This is a bit confusing as the SR&R (Student's Rights & Responsibilities) handbook update was just approved last month which builds on the policies. The SR&R has had updates each year but these changes are always listed as "minor" and no community engagement is allowed, to the point that now a bystander/observer at an off campus fight has the same automatic suspension as the fighters themselves!

Apparently, the Board has been getting a bit of push back that there is NO public engagement for many of these policy reviews, except for a lame "we sent it to the PAC" or sometimes to the Seattle Council President for feedback (less than one week before final Board vote). Never once have I seen any of these proposed policy changes trickle down to the local PTSA level for actual community engagement or feedback.

Maureen said...

Patrick, actually it's WSSDA: Washington State School Directors Association.

dan dempsey said...

Anyone go to this meeting? If so how about a report.

Anonymous said...

Charlie, could you expand on why you think the Competency/Proficiency credit is a bad idea? Doesn't NOVA award credit this way?

--Curious

Anonymous said...

could you expand on why you think the Competency/Proficiency credit is a bad idea?
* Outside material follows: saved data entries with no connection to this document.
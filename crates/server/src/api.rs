//! HTTP surface: session CRUD, the blocking `/run` endpoint and the streaming
//! `/run_sse` endpoint.

use std::convert::Infallible;
use std::sync::Arc;
use std::time::Duration;

use axum::body::Bytes;
use axum::extract::{Path, State};
use axum::http::{header::CONTENT_TYPE, HeaderValue, Method, StatusCode};
use axum::response::sse::{Event, KeepAlive, Sse};
use axum::response::{IntoResponse, Response};
use axum::routing::post;
use axum::{Json, Router};
use serde::{Deserialize, Serialize};
use serde_json::{Map, Value};
use tally_agent::{PipelineController, RunEvent};
use tally_core::domain::session::{Session, SessionId, SessionKey};
use tally_core::errors::{ApplicationError, InterfaceError};
use tally_db::repositories::RepositoryError;
use tokio::sync::mpsc;
use tokio_stream::wrappers::ReceiverStream;
use tokio_stream::StreamExt;
use tower_http::cors::{AllowOrigin, CorsLayer};
use tracing::{info, warn};
use uuid::Uuid;

use crate::health;

const EVENT_BUFFER: usize = 32;

#[derive(Clone)]
pub struct ApiState {
    controller: Arc<PipelineController>,
}

#[derive(Clone, Debug, Default, Deserialize)]
pub struct CreateSessionRequest {
    #[serde(default)]
    pub state: Map<String, Value>,
}

#[derive(Clone, Debug, Deserialize)]
pub struct RunRequest {
    pub app_name: String,
    pub user_id: String,
    pub session_id: String,
    pub question: String,
}

impl RunRequest {
    fn key(&self) -> SessionKey {
        SessionKey::new(&self.app_name, &self.user_id, SessionId(self.session_id.clone()))
    }
}

#[derive(Debug, Serialize)]
struct ErrorBody<'a> {
    error: &'a str,
    detail: String,
    correlation_id: &'a str,
}

#[derive(Debug)]
pub struct ApiError(InterfaceError);

impl ApiError {
    fn bad_request(message: impl Into<String>) -> Self {
        Self(InterfaceError::BadRequest {
            message: message.into(),
            correlation_id: Uuid::new_v4().simple().to_string(),
        })
    }
}

impl From<ApplicationError> for ApiError {
    fn from(error: ApplicationError) -> Self {
        Self(error.into_interface(Uuid::new_v4().simple().to_string()))
    }
}

impl From<RepositoryError> for ApiError {
    fn from(error: RepositoryError) -> Self {
        Self::from(ApplicationError::from(error))
    }
}

impl IntoResponse for ApiError {
    fn into_response(self) -> Response {
        let status = match &self.0 {
            InterfaceError::BadRequest { .. } => StatusCode::BAD_REQUEST,
            InterfaceError::NotFound { .. } => StatusCode::NOT_FOUND,
            InterfaceError::ServiceUnavailable { .. } => StatusCode::SERVICE_UNAVAILABLE,
            InterfaceError::Internal { .. } => StatusCode::INTERNAL_SERVER_ERROR,
        };
        if status.is_server_error() {
            warn!(
                event_name = "http.request.failed",
                correlation_id = %self.0.correlation_id(),
                error = %self.0,
                "request failed"
            );
        }
        let body = ErrorBody {
            error: self.0.user_message(),
            detail: self.0.to_string(),
            correlation_id: self.0.correlation_id(),
        };
        (status, Json(body)).into_response()
    }
}

pub fn router(controller: Arc<PipelineController>, allowed_origins: &[String]) -> Router {
    let sessions = controller.sessions().clone();
    let app = Router::new()
        .route(
            "/apps/{app_name}/users/{user_id}/sessions",
            post(create_session).get(list_sessions),
        )
        .route(
            "/apps/{app_name}/users/{user_id}/sessions/{session_id}",
            post(create_session_with_id).get(get_session).delete(delete_session),
        )
        .route("/run", post(run))
        .route("/run_sse", post(run_sse))
        .with_state(ApiState { controller })
        .merge(health::router(sessions));

    match cors_layer(allowed_origins) {
        Some(cors) => app.layer(cors),
        None => app,
    }
}

/// `*` allows any origin; an empty list disables CORS headers entirely.
fn cors_layer(allowed_origins: &[String]) -> Option<CorsLayer> {
    if allowed_origins.is_empty() {
        return None;
    }
    let origins = if allowed_origins.iter().any(|origin| origin == "*") {
        AllowOrigin::any()
    } else {
        let parsed = allowed_origins
            .iter()
            .filter_map(|origin| match origin.parse::<HeaderValue>() {
                Ok(value) => Some(value),
                Err(_) => {
                    warn!(
                        event_name = "http.cors.invalid_origin",
                        origin = %origin,
                        "ignoring invalid origin"
                    );
                    None
                }
            })
            .collect::<Vec<_>>();
        AllowOrigin::list(parsed)
    };

    Some(
        CorsLayer::new()
            .allow_origin(origins)
            .allow_methods([Method::GET, Method::POST, Method::DELETE, Method::OPTIONS])
            .allow_headers([CONTENT_TYPE])
            .max_age(Duration::from_secs(600)),
    )
}

async fn create_session(
    State(state): State<ApiState>,
    Path((app_name, user_id)): Path<(String, String)>,
    body: Bytes,
) -> Result<Json<Session>, ApiError> {
    let key = SessionKey::new(app_name, user_id, SessionId::generate());
    create(&state, key, &body).await
}

async fn create_session_with_id(
    State(state): State<ApiState>,
    Path((app_name, user_id, session_id)): Path<(String, String, String)>,
    body: Bytes,
) -> Result<Json<Session>, ApiError> {
    let key = SessionKey::new(app_name, user_id, SessionId(session_id));
    create(&state, key, &body).await
}

async fn create(state: &ApiState, key: SessionKey, body: &[u8]) -> Result<Json<Session>, ApiError> {
    let request = if body.iter().all(u8::is_ascii_whitespace) {
        CreateSessionRequest::default()
    } else {
        serde_json::from_slice::<CreateSessionRequest>(body)
            .map_err(|error| ApiError::bad_request(format!("invalid session body: {error}")))?
    };

    let session = state.controller.sessions().create(key, request.state).await?;
    info!(
        event_name = "session.created",
        session_id = %session.id.as_str(),
        app_name = %session.app_name,
        user_id = %session.user_id,
        "session created"
    );
    Ok(Json(session))
}

async fn list_sessions(
    State(state): State<ApiState>,
    Path((app_name, user_id)): Path<(String, String)>,
) -> Result<Json<Vec<Session>>, ApiError> {
    Ok(Json(state.controller.sessions().list(&app_name, &user_id).await?))
}

async fn get_session(
    State(state): State<ApiState>,
    Path((app_name, user_id, session_id)): Path<(String, String, String)>,
) -> Result<Json<Session>, ApiError> {
    let key = SessionKey::new(app_name, user_id, SessionId(session_id));
    Ok(Json(state.controller.load_session(&key).await?))
}

async fn delete_session(
    State(state): State<ApiState>,
    Path((app_name, user_id, session_id)): Path<(String, String, String)>,
) -> Result<StatusCode, ApiError> {
    let key = SessionKey::new(app_name, user_id, SessionId(session_id));
    if state.controller.sessions().delete(&key).await? {
        Ok(StatusCode::NO_CONTENT)
    } else {
        let message = format!("session `{}` not found", key.session_id.as_str());
        Err(ApplicationError::NotFound(message).into())
    }
}

/// Runs the question to completion and returns every event at once.
async fn run(
    State(state): State<ApiState>,
    Json(request): Json<RunRequest>,
) -> Result<Json<Vec<RunEvent>>, ApiError> {
    let session = state.controller.load_session(&request.key()).await?;
    let (sender, mut receiver) = mpsc::channel(EVENT_BUFFER);

    let collect = async {
        let mut events = Vec::new();
        while let Some(event) = receiver.recv().await {
            events.push(event);
        }
        events
    };
    let (_, events) =
        tokio::join!(state.controller.run(&session, &request.question, sender), collect);

    Ok(Json(events))
}

/// Streams events as they happen. A client that disconnects drops the
/// receiver, which cancels the run.
async fn run_sse(
    State(state): State<ApiState>,
    Json(request): Json<RunRequest>,
) -> Result<Sse<impl tokio_stream::Stream<Item = Result<Event, Infallible>> + Send>, ApiError> {
    let session = state.controller.load_session(&request.key()).await?;
    let (sender, receiver) = mpsc::channel(EVENT_BUFFER);

    let controller = state.controller.clone();
    let question = request.question;
    tokio::spawn(async move {
        controller.run(&session, &question, sender).await;
    });

    let stream = ReceiverStream::new(receiver).map(|event| {
        let data = serde_json::to_string(&event).unwrap_or_default();
        Ok(Event::default().event(event.kind()).data(data))
    });
    Ok(Sse::new(stream).keep_alive(KeepAlive::new().interval(Duration::from_secs(15))))
}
I was wondering the same thing. It might be harder to do (well) in some classes, but seems like for a foreign language or math class this would be a good idea. Is there something I'm completely missing?

-also curious

Charlie Mas said...

Curious -

Here is the current policy. It was adopted in March of this year

For now, students can only get proficiency credit for world languages. In fact, they can only get it for world languages that are taught in Seattle Public Schools.

The idea here is that students who speak Spanish at home can take some sort of test and get credit as if they had taken a Spanish class. That's great. Can my kids take some sort of test and get credit as if they had taken an English class?

The District won't award credit for languages they don't teach - like Amharic or Arabic. Apparently only some languages are worthy of credit.

The policy may be expanded to include credit for other classes later. That would be a disaster as well. I can see students deciding to challenge all kinds of classes. They would hope to get the credit by taking the test instead of taking the class. Eventually all of the well-supported and well-prepared students won't have to come to school at all.

Credit should be for work.

As for NOVA, students take classes - they don't just take tests. They have to do the work to get the credit. NOVA doesn't award credit just for proficiency any more than any other school does. So, no, NOVA does NOT award credit this way.

Charlie Mas said...

Melissa and I were at the meeting. She was there from the start and I arrived at about 4:45.

In addition to the regular committee members, Directors Martin-Morris, Maier, and Patu, the meeting was also joined by Director Sundquist and Director DeBell.

When I got there they were discussing waivers. After everyone was done talking it was forty-five minutes later and no one had said anything new. The Board members listed some of the elements that they believed should be included in the procedure that they wanted the staff to draft - all things which they had already listed at previous committee meetings on this topic. The staff provided a table on the costs associated with Saxon and Singapore math. I don't think anyone had asked for that, but that was the only new thing brought to the table. After talking around and around without any clear direction, the committee chair, Director Martin-Morris brought the discussion to a close by saying that the Board was very interested in this and wanted to move forward. He said that they definitely wanted to see a draft proposal by the end of this year - in six to eight months. He meant the end of the school year, not the calendar year.

So, all by himself, Director Martin-Morris kicked this can another eight months down the road with no progress whatsoever. He killed it.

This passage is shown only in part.